When I used to ask my dad if life got better, or if I should enjoy [insert stage; e.g. middle school, puberty--or the lack thereof--or, what felt like the grips of mean girls akin to a Courtney Summers young adult novel], he said, you have something to look forward to--he said it convincingly, but slowly and cryptically, as usual. Hm. I think about that at least once a year. And starting with my year abroad in college, he was right. It just keeps getting better. Wiser. Secure-er. Exciting-er.
With each new life step--steps that mean you get to organize your own bookshelves, till your own garden, part your hair however you want, wear your favorite T-shirt over and over if you want--you pave your own way. But there's even more--I know it's hard to believe--but there is. You get to pick exactly who you hang out with. What you do on the weekends and in the evening. What you do and who you live with. Whether you play the piano or on the computer. Whether you sit there and do nothing or run around like a tailless lizard. We could go on and on, couldn't we? Steps that lead you away from annoying people and into the arms of people who haven't had the chance to annoy you yet. Into a state with seasons, or a place that skips the shitty ones.
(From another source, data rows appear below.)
impl Grammar<'_> {
    fn dispatch(&self) -> Result<Matched, ParseError> {
        match self.count_digits(0) {
            4 => self.year_first(),
            7 => {
                let date = OrdinalDate::new(self.number(0, 4), self.number(4, 3))?;
                Ok(("basic ordinal", 7, date.into()))
            },
            8 => {
                let date = CalendarDate::new(self.number(0, 4), self.small(4, 2), self.small(6, 2))?;
                Ok(("basic calendar", 8, date.into()))
            },
            n => Err(self.unexpected(humanize_digits(n), "", "date format")),
        }
    }

    /// `YYYY` followed by a designator or separator.
    fn year_first(&self) -> Result<Matched, ParseError> {
        let year_text = text(&self.bytes[..4]);
        let year = self.number(0, 4);
        if self.bytes.len() < MIN_YEAR_FIRST_LEN {
            return Err(self.unexpected(text(&self.bytes[4..]), year_text, "8 or more characters"));
        }

        let n = self.count_digits(5);
        match self.bytes[4] {
            QUARTER_DESIGNATOR => {
                self.expect_digits(n, 3, "Q")?;
                let date = QuarterDate::new(year, self.small(5, 1), self.small(6, 2))?;
                Ok(("basic quarter", 8, date.into()))
            },
            WEEK_DESIGNATOR => {
                self.expect_digits(n, 3, "W")?;
                let date = WeekDate::new(year, self.small(5, 2), self.small(7, 1))?;
                Ok(("basic week", 8, date.into()))
            },
            DATE_SEPARATOR => self.extended(&year_text, year, n),
            _ => Err(self.unexpected(text(&self.bytes[4..]), year_text, "- or Q or W")),
        }
    }

    /// `YYYY-` followed by a run of `n` digits.
    fn extended(&self, year_text: &str, year: u16, n: usize) -> Result<Matched, ParseError> {
        match n {
            2 => {
                let month = self.small(5, 2);
                self.expect_separator(7, format!("-{month:02}"))?;
                self.expect_digits(self.count_digits(8), 2, format!("-{month:02}-"))?;
                let date = CalendarDate::new(year, month, self.small(8, 2))?;
                Ok(("extended calendar", 10, date.into()))
            },
            3 => {
                let date = OrdinalDate::new(year, self.number(5, 3))?;
                Ok(("extended ordinal", 8, date.into()))
            },
            0 if self.bytes[5] == QUARTER_DESIGNATOR => {
                self.expect_digits(self.count_digits(6), 1, "Q")?;
                let quarter = self.small(6, 1);
                self.expect_separator(7, format!("Q{quarter}"))?;
                self.expect_digits(self.count_digits(8), 2, format!("Q{quarter}-"))?;
                let date = QuarterDate::new(year, quarter, self.small(8, 2))?;
                Ok(("extended quarter", 10, date.into()))
            },
            0 if self.bytes[5] == WEEK_DESIGNATOR => {
                self.expect_digits(self.count_digits(6), 2, "W")?;
                let week = self.small(6, 2);
                self.expect_separator(8, format!("W{week:02}"))?;
                self.expect_digits(self.count_digits(9), 1, format!("W{week:02}-"))?;
                let date = WeekDate::new(year, week, self.small(9, 1))?;
                Ok(("extended week", 10, date.into()))
            },
            _ => Err(self.unexpected(
                humanize_digits(n),
                format!("{year_text}-"),
                "like -Q4-85 or -W52-1 or -359",
            )),
        }
    }

    fn expect_digits(&self, found: usize, want: usize, after: impl Into<String>) -> Result<(), ParseError> {
        if found == want {
            Ok(())
        } else {
            Err(self.unexpected(humanize_digits(found), after, humanize_digits(want)))
        }
    }

    fn expect_separator(&self, at: usize, after: impl Into<String>) -> Result<(), ParseError> {
        if self.bytes.get(at) == Some(&DATE_SEPARATOR) {
            Ok(())
        } else {
            // Everything before `at` is ASCII, so a character starts there.
            let rest = self.bytes.get(at..).unwrap_or_default();
            let token = text(rest).chars().next().map(String::from).unwrap_or_default();
            Err(self.unexpected(token, after, "-"))
        }
    }

    fn unexpected(&self, token: impl Into<String>, after: impl Into<String>, expected: impl Into<String>) -> ParseError {
        UnexpectedTokenError::new(text(self.value), token, after, expected).into()
    }

    /// Length of the ASCII digit run starting at `at`.
    fn count_digits(&self, at: usize) -> usize {
        self.bytes
            .get(at..)
            .map_or(0, |rest| rest.iter().take_while(|b| b.is_ascii_digit()).count())
    }

    /// Decimal value of `width` digits starting at `at`; the caller has
    /// already counted them.
    fn number(&self, at: usize, width: usize) -> u16 {
        self.bytes[at..at + width]
            .iter()
            .fold(0, |acc, b| acc * 10 + u16::from(b - b'0'))
    }

    /// Like [`number`](Self::number) for fields of at most two digits.
    fn small(&self, at: usize, width: usize) -> u8 {
        debug_assert!(width <= 2);
        self.number(at, width) as u8
    }
}

fn text(bytes: &[u8]) -> String {
    String::from_utf8_lossy(bytes).into_owned()
}

fn humanize_digits(n: usize) -> String {
    if n <= 1 {
        format!("{n}-digit")
    } else {
        format!("{n}-digits")
    }
}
But the dark side of a new moon is that your accountant wants proof you tallied your invoices right (good idea); your workplace demands consistent excellence and sweetness; your newfound friends need to know you're not a snob or a prude or an idiot; your in-laws want to know about the baby stage; your neighbors about the dog that barked and is now three-legged; your new lunch spot your new usual. New, new, new.
So it's a toss-up, between nostalgia and newness. And as we age, the former seems to get worse. The memories and catchphrases repeated too often. The throwbacks to the good 'ol days and the obsession with death. Enough. Politicians are always fucked up and music is always pushing the envelope.
|Image courtesy of Fridinger BBQ 2.0|
Grow with grace, little monsters. And keep asking, "How did I get here?". Because you don't want to end up but be reborn.